L’annonce du bannissement de la voiture à moteur thermique voire de l’interdiction de sa vente envahit les médias. Mais les fondements techniques, économiques, sociaux et environnementaux de tels projets sont douteux. Tel est, en résumé, le raisonnement de Philippe Casse (*), historien belge de l’automobile.
Depuis l’invention de l’automobile dans les années 1880, il y a toujours eu un marché pour la voiture électrique. En 1900, la moitié du parc automobile mondial (environ 20.000 unités) était des voitures électriques (VE). A l’époque, le coût du moteur, de la boîte de vitesses et de l’embrayage dépassait nettement celui des éléments moteurs des VE dont la conduite était surtout beaucoup plus simple. La production en grande série de voitures "à pétrole" et leur autonomie sans limite signèrent l’abandon des VE, sauf pour des usages bien spécifiques dont le plus bel exemple est la livraison en porte à porte du lait frais en Grande-Bretagne. La guerre 14-18, la première guerre motorisée de l’Histoire, acheva de ranger les VE quasi aux oubliettes pour un siècle.

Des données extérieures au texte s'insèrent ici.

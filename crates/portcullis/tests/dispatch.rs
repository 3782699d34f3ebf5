//! Dispatch behaviour of a built router.

use std::fmt;
use std::sync::atomic::{AtomicUsize, Ordering};
use std::sync::{Arc, Mutex};

use http::header::LOCATION;
use http::{Method, StatusCode};
use metrics_exporter_prometheus::PrometheusBuilder;
use portcullis::prelude::*;
use portcullis_core::{fixtures, ConnectionState};
use portcullis_middleware::stages::REQUEST_ID_HEADER;
use tracing::field::{Field, Visit};
use tracing_subscriber::layer::{Context, SubscriberExt};
use tracing_subscriber::Layer;

fn ok(ctx: &mut RequestContext) -> Outcome {
    ctx.text(StatusCode::OK, "ok")
}

fn build(register: impl FnOnce(&mut Route)) -> Router {
    let mut route = Route::new();
    register(&mut route);
    route.build(Arc::new(Settings::default())).unwrap()
}

fn render_with<F: FnOnce()>(f: F) -> String {
    let recorder = PrometheusBuilder::new().build_recorder();
    let handle = recorder.handle();
    metrics::with_local_recorder(&recorder, f);
    handle.render()
}

#[test]
fn global_middleware_runs_before_not_found() {
    let seen = Arc::new(AtomicUsize::new(0));
    let counter = Arc::clone(&seen);

    let router = build(|r| {
        r.use_middleware(move |_: &mut RequestContext| {
            counter.fetch_add(1, Ordering::SeqCst);
            Outcome::Continue
        });
        r.get("/", chain![ok]);
        r.not_found(chain![|ctx: &mut RequestContext| ctx.text(StatusCode::NOT_FOUND, "nothing here")]);
    });

    assert_eq!(router.handle(fixtures::request(Method::GET, "/")).status(), StatusCode::OK);
    assert_eq!(
        router.handle(fixtures::request(Method::GET, "/missing")).status(),
        StatusCode::NOT_FOUND
    );
    assert_eq!(seen.load(Ordering::SeqCst), 2);
}

#[test]
fn global_halt_blocks_every_route() {
    let router = build(|r| {
        r.use_middleware(|ctx: &mut RequestContext| ctx.error(StatusCode::SERVICE_UNAVAILABLE, "maintenance"));
        r.get("/", chain![ok]);
    });

    let response = router.handle(fixtures::request(Method::GET, "/"));
    assert_eq!(response.status(), StatusCode::SERVICE_UNAVAILABLE);
}

#[test]
fn parameters_and_route_reach_the_handler() {
    let router = build(|r| {
        r.get(
            "/{username}/{reponame}",
            chain![|ctx: &mut RequestContext| {
                let route = ctx.route().unwrap_or_default().to_string();
                let body = format!(
                    "{} {} {}",
                    ctx.param("username").unwrap_or_default(),
                    ctx.param("reponame").unwrap_or_default(),
                    route
                );
                ctx.text(StatusCode::OK, &body)
            }],
        );
    });

    let response = router.handle(fixtures::request(Method::GET, "/alice/proj"));
    assert_eq!(response.status(), StatusCode::OK);
    assert_eq!(response.headers()["content-length"], "33");
}

#[test]
fn permanent_redirect_is_301() {
    let router = build(|r| {
        r.get(
            "/user/settings/social",
            chain![|ctx: &mut RequestContext| ctx.redirect_permanent("/user/settings/security")],
        );
    });

    let response = router.handle(fixtures::request(Method::GET, "/user/settings/social"));
    assert_eq!(response.status(), StatusCode::MOVED_PERMANENTLY);
    assert_eq!(response.headers()[LOCATION], "/user/settings/security");
}

#[test]
fn request_id_stage_echoes_header() {
    let router = build(|r| {
        r.use_middleware(RequestIdStage::new());
        r.get("/", chain![ok]);
    });

    let response = router.handle(fixtures::request(Method::GET, "/"));
    assert!(response.headers().contains_key(REQUEST_ID_HEADER));

    let missing = router.handle(fixtures::request(Method::GET, "/nope"));
    assert_eq!(missing.status(), StatusCode::NOT_FOUND);
    assert!(missing.headers().contains_key(REQUEST_ID_HEADER));
}

#[test]
fn closed_connection_skips_the_handler() {
    let ran = Arc::new(AtomicUsize::new(0));
    let counter = Arc::clone(&ran);
    let connection = ConnectionState::new();
    let closer = connection.clone();

    let router = build(|r| {
        r.get(
            "/archive",
            chain![
                move |_: &mut RequestContext| {
                    closer.close();
                    Outcome::Continue
                },
                move |ctx: &mut RequestContext| {
                    counter.fetch_add(1, Ordering::SeqCst);
                    ctx.text(StatusCode::OK, "zip")
                }
            ],
        );
    });

    let _ = router.serve(fixtures::request(Method::GET, "/archive"), connection);
    assert_eq!(ran.load(Ordering::SeqCst), 0);
}

#[test]
fn metrics_use_pattern_labels() {
    let router = build(|r| {
        r.get("/{username}", chain![ok]);
    });

    let output = render_with(|| {
        router.handle(fixtures::request(Method::GET, "/alice"));
        router.handle(fixtures::request(Method::GET, "/bob"));
        router.handle(fixtures::request(Method::GET, "/alice/proj/nope"));
    });

    assert!(output.contains(r#"portcullis_requests_total{route="/{username}",status="200"} 2"#));
    assert!(output.contains(r#"portcullis_requests_total{route="<unmatched>",status="404"} 1"#));
    assert!(output.contains("portcullis_not_found_total 1"));
    assert!(output.contains("portcullis_in_flight_requests 0"));
}

#[test]
fn recovered_fault_is_counted() {
    let router = build(|r| {
        r.get("/boom", chain![|_: &mut RequestContext| -> Outcome { panic!("boom") }]);
    });

    let output = render_with(|| {
        let response = router.handle(fixtures::request(Method::GET, "/boom"));
        assert_eq!(response.status(), StatusCode::INTERNAL_SERVER_ERROR);
    });
    assert!(output.contains("portcullis_recovered_panics_total 1"));
}

/// Collects the `state` field of every event.
#[derive(Clone, Default)]
struct States(Arc<Mutex<Vec<String>>>);

impl Visit for States {
    fn record_str(&mut self, field: &Field, value: &str) {
        if field.name() == "state" {
            self.0.lock().unwrap().push(value.to_string());
        }
    }

    fn record_debug(&mut self, field: &Field, value: &dyn fmt::Debug) {
        if field.name() == "state" {
            self.0.lock().unwrap().push(format!("{value:?}"));
        }
    }
}

impl<S: tracing::Subscriber> Layer<S> for States {
    fn on_event(&self, event: &tracing::Event<'_>, _ctx: Context<'_, S>) {
        event.record(&mut self.clone());
    }
}

#[test]
fn request_lifecycle_is_traced_in_order() {
    let router = build(|r| {
        r.get("/", chain![ok]);
        r.get("/admin", chain![|ctx: &mut RequestContext| ctx.error(StatusCode::FORBIDDEN, "no"), ok]);
    });

    let states = States::default();
    let subscriber = tracing_subscriber::registry().with(states.clone());
    tracing::subscriber::with_default(subscriber, || {
        router.handle(fixtures::request(Method::GET, "/"));
        router.handle(fixtures::request(Method::GET, "/admin"));
    });

    let seen = states.0.lock().unwrap().clone();
    assert_eq!(
        seen,
        ["matching", "executing", "completed", "matching", "executing", "halted"]
    );
}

Il y a un marché pour les VE et l’usage professionnel urbain. Quant aux hybrides, elles peuvent se révéler indispensables pour pénétrer en ville le jour où l’accès à un véhicule thermique y est interdit. Au bannissement des moteurs thermiques et donc au "règne absolu de la voiture électrique", on serait tenté de répondre par une expression provocante : "la grande illusion". Pourquoi ? Tout simplement parce qu’il est impossible de voir la totalité des automobiles à moteur thermique (p.m. 1,25 milliard d’autos) remplacées par des VE.
C’est impossible techniquement car si l’ensemble du parc belge de voitures automobiles (5.750.000) était électrique, il faudrait augmenter de 30 % la production électrique de notre pays. Ces annonces oublient aussi qu’il n’y a pas encore d’économie circulaire en matière de recyclage des batteries au lithium-ion et que les deux seuls carburants efficaces connus pour les VE à pile à combustible sont l’hydrogène et le méthanol.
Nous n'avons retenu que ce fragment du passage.